Work request:
Where does the string "engine" appear in the listing below? Copy every line where it does.

══ Stored data ══

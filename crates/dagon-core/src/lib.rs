//! Core engine for Dagon.
//!
//! Defines the ports the engine consumes (`CommandChannel`, `SandboxDriver`)
//! and the logic built on top of them: the per-task state machine, the
//! cross-task reference staging protocol and the DAG workflow engine with
//! checkpoint/resume. Concrete channels and backend drivers live in
//! `dagon-infra`.

pub mod channel;
pub mod escape;
pub mod reference;
pub mod sandbox;
pub mod task;
pub mod workflow;

#[cfg(test)]
pub(crate) mod testing;
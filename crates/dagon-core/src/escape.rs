//! Shell quoting, result packaging and backend noise filtering.
//!
//! All string-built shell commands go through [`quote`] / [`join`]; nothing
//! else in the workspace escapes shell text by hand.

use std::borrow::Cow;

use dagon_types::task::TaskResult;
use serde_json::json;

/// Exit code reported when a command exceeds its time bound.
pub const TIMEOUT_EXIT_CODE: i32 = 124;

/// Quote one argument for a POSIX shell.
pub fn quote(arg: &str) -> Cow<'_, str> {
    shell_escape::unix::escape(Cow::Borrowed(arg))
}

/// Quote and join an argument vector into one shell command line.
pub fn join<S: AsRef<str>>(argv: &[S]) -> String {
    argv.iter()
        .map(|arg| quote(arg.as_ref()).into_owned())
        .collect::<Vec<_>>()
        .join(" ")
}

/// Replace literal newlines and tabs with their two-character escapes.
pub fn escape_control(text: &str) -> String {
    text.replace('\n', "\\n").replace('\t', "\\t")
}

/// Package command output into the uniform structured result.
pub fn package_result(text: &str, code: i32) -> TaskResult {
    TaskResult {
        output: json!({ "result": escape_control(text) }).to_string(),
        code,
    }
}

/// Drop every line of `stderr` containing one of `markers`.
///
/// Lines written by the user's own script pass through untouched.
pub fn strip_noise(stderr: &str, markers: &[&str]) -> String {
    if markers.is_empty() {
        return stderr.to_string();
    }
    stderr
        .lines()
        .filter(|line| !markers.iter().any(|marker| line.contains(marker)))
        .collect::<Vec<_>>()
        .join("\n")
}

/// Merge stdout with filtered stderr into the text shown to the user.
pub fn combine_output(stdout: &str, stderr: &str, markers: &[&str]) -> String {
    let stdout = stdout.trim();
    let stderr = strip_noise(stderr, markers);
    let stderr = stderr.trim();
    match (stdout.is_empty(), stderr.is_empty()) {
        (_, true) => stdout.to_string(),
        (true, false) => stderr.to_string(),
        (false, false) => format!("{stdout}\n{stderr}"),
    }
}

═══

Solution to this problem:
//! Core engine for Dagon.
//! Defines the ports the engine consumes (`CommandChannel`, `SandboxDriver`)
//! cross-task reference staging protocol and the DAG workflow engine with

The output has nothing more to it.